*What is required*. Nothing but the line with "pub fn reconnect_delay(&self)" and the lines after it, through the end of the records below, is to be repeated, exactly as it is.

(Collected data entries)
....................
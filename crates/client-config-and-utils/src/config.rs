//! Configuration management for the client tools.

use crate::{ConfigError, ConfigResult, Paths};
use serde::{Deserialize, Serialize};
use std::path::Path;
use std::time::Duration;
use url::Url;

/// Default log level.
pub const DEFAULT_LOG_LEVEL: &str = "info";

/// Default API origin. The session endpoint is derived from it.
pub const DEFAULT_API_BASE_URL: &str = "https://api.rendezvous.app";

/// Default session endpoint path template.
pub const DEFAULT_SESSION_PATH: &str = "/ws/sessions/{session_id}";

/// Client configuration, stored as JSON. Missing fields take defaults.
#[derive(Debug, Clone, PartialEq, Serialize, Deserialize)]
#[serde(default)]
pub struct Config {
    /// Log level (trace, debug, info, warn, error).
    pub log_level: String,
    /// Also write JSONL logs under the logs directory.
    pub log_to_file: bool,
    /// API origin (http, https, ws, or wss).
    pub api_base_url: String,
    /// Endpoint path template containing `{session_id}`.
    pub session_path: String,
    pub heartbeat_interval_secs: u64,
    pub reconnect_delay_secs: u64,
    /// Round count assumed until the server reports one.
    pub default_total_rounds: u32,
    pub dedup_request_window_ms: u64,
    pub dedup_message_window_ms: u64,
    pub dedup_capacity: usize,
}

impl Default for Config {
    fn default() -> Self {
        Self {
            log_level: DEFAULT_LOG_LEVEL.to_string(),
            log_to_file: true,
            api_base_url: DEFAULT_API_BASE_URL.to_string(),
            session_path: DEFAULT_SESSION_PATH.to_string(),
            heartbeat_interval_secs: 30,
            reconnect_delay_secs: 3,
            default_total_rounds: 5,
            dedup_request_window_ms: 3_000,
            dedup_message_window_ms: 2_000,
            dedup_capacity: 1024,
        }
    }
}

impl Config {
    /// Load `config.json` under `paths`, falling back to defaults, then apply
    /// environment overrides.
    pub fn load(paths: &Paths) -> ConfigResult<Self> {
        let config_path = paths.config_file();

        let mut config = if config_path.exists() {
            Self::load_from_file(&config_path)?
        } else {
            Self::default()
        };

        config.load_from_env();
        config.validate()?;
        Ok(config)
    }

    /// Load configuration from a specific file.
    pub fn load_from_file(path: &Path) -> ConfigResult<Self> {
        let content = std::fs::read_to_string(path)?;
        let config: Config = serde_json::from_str(&content)?;
        Ok(config)
    }

    /// Save configuration to the config file.
    pub fn save(&self, paths: &Paths) -> ConfigResult<()> {
        paths.ensure_dirs()?;
        let content = serde_json::to_string_pretty(self)?;
        std::fs::write(paths.config_file(), content)?;
        Ok(())
    }

    /// Override from `RENDEZVOUS_LOG_LEVEL` and `RENDEZVOUS_API_URL`.
    pub fn load_from_env(&mut self) {
        self.apply_overrides(|name| std::env::var(name).ok());
    }

    fn apply_overrides(&mut self, lookup: impl Fn(&str) -> Option<String>) {
        let non_empty = |name: &str| {
            lookup(name)
                .map(|v| v.trim().to_string())
                .filter(|v| !v.is_empty())
        };

        if let Some(log_level) = non_empty("RENDEZVOUS_LOG_LEVEL") {
            self.log_level = log_level;
        }
        if let Some(api_url) = non_empty("RENDEZVOUS_API_URL") {
            self.api_base_url = api_url;
        }
    }

    /// Reject values the client cannot run with.
    ///
    /// `session_path` is checked by the session client, which owns the
    /// endpoint template rules.
    pub fn validate(&self) -> ConfigResult<()> {
        self.api_base_url()?;
        let positive = [
            ("heartbeat_interval_secs", self.heartbeat_interval_secs),
            ("reconnect_delay_secs", self.reconnect_delay_secs),
            ("default_total_rounds", u64::from(self.default_total_rounds)),
            ("dedup_request_window_ms", self.dedup_request_window_ms),
            ("dedup_message_window_ms", self.dedup_message_window_ms),
            ("dedup_capacity", self.dedup_capacity as u64),
        ];
        if let Some((name, _)) = positive.iter().find(|(_, value)| *value == 0) {
            return Err(ConfigError::Invalid(format!("{} must be positive", name)));
        }
        Ok(())
    }

    /// Get the API origin as a parsed URL.
    pub fn api_base_url(&self) -> ConfigResult<Url> {
        Url::parse(&self.api_base_url).map_err(ConfigError::from)
    }

    pub fn heartbeat_interval(&self) -> Duration {
        Duration::from_secs(self.heartbeat_interval_secs)
    }

    pub fn reconnect_delay(&self) -> Duration {
        Duration::from_secs(self.reconnect_delay_secs)
    }

    pub fn dedup_request_window(&self) -> Duration {
        Duration::from_millis(self.dedup_request_window_ms)
    }

    pub fn dedup_message_window(&self) -> Duration {
        Duration::from_millis(self.dedup_message_window_ms)
    }
}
....................
*Exercise result*.
    pub fn reconnect_delay(&self) -> Duration {
        Duration::from_secs(self.reconnect_delay_secs)
    }

    pub fn dedup_request_window(&self) -> Duration {
        Duration::from_millis(self.dedup_request_window_ms)
    }

    pub fn dedup_message_window(&self) -> Duration {
        Duration::from_millis(self.dedup_message_window_ms)
    }
}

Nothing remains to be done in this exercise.